== TASK TO CARRY OUT ==
Which lines of the records below contain the string "models"? Report each of them.
# # # # #
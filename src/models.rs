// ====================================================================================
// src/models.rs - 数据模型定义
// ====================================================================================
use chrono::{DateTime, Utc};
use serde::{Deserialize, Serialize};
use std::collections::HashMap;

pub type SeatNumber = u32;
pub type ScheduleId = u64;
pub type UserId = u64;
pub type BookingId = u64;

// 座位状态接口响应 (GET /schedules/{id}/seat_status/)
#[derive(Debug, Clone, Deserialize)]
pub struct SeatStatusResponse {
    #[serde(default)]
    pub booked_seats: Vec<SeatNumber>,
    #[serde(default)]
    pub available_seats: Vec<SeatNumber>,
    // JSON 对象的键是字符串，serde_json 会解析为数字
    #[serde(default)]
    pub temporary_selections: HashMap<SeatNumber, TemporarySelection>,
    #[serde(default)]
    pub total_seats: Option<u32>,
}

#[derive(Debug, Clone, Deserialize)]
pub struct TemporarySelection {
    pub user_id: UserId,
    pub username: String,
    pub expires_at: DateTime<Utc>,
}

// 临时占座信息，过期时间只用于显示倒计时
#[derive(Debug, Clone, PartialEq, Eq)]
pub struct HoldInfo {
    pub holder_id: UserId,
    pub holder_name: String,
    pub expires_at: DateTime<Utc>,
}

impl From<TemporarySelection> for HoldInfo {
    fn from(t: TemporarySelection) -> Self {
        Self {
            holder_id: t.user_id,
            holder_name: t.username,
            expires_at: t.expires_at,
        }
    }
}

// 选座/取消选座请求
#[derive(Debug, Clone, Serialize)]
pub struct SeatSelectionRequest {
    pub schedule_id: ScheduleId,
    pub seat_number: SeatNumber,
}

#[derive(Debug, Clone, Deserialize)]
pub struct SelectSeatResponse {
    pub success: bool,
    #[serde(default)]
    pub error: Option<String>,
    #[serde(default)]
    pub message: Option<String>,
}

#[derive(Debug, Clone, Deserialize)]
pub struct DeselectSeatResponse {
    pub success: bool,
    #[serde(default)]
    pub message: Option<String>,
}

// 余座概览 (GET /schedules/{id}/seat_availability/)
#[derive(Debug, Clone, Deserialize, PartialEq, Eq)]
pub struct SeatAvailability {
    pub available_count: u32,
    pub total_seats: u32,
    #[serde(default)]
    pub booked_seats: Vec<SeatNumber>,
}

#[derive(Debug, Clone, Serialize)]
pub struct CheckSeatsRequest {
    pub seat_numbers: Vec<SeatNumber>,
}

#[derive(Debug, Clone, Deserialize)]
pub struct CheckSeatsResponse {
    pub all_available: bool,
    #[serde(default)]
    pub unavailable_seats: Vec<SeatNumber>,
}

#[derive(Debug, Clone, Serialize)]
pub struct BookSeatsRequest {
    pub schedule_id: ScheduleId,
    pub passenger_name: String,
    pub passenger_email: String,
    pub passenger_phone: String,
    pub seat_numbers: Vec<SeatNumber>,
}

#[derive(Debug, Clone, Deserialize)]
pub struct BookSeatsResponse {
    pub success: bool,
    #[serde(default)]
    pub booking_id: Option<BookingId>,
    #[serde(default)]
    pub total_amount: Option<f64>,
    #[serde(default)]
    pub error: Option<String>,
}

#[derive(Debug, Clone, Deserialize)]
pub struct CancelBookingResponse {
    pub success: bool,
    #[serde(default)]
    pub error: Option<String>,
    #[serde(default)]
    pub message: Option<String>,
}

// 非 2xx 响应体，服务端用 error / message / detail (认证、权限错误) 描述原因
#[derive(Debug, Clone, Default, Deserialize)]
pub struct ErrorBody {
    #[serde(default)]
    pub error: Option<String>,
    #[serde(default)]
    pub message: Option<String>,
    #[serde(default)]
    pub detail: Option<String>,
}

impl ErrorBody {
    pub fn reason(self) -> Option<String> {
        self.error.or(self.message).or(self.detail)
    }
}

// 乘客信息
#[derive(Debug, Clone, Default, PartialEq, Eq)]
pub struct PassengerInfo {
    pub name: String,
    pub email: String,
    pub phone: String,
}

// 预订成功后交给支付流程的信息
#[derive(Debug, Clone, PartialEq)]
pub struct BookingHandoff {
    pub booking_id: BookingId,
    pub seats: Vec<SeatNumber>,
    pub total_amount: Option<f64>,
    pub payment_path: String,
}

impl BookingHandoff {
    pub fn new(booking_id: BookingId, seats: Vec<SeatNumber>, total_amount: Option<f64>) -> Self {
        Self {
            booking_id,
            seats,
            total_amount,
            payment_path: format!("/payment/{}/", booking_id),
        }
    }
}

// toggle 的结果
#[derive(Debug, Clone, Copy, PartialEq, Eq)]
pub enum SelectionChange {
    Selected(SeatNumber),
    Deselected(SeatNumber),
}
# # # # #
== RESPONSE TO THIS TASK ==
filename src/models.rs
// src/models.rs - 数据模型定义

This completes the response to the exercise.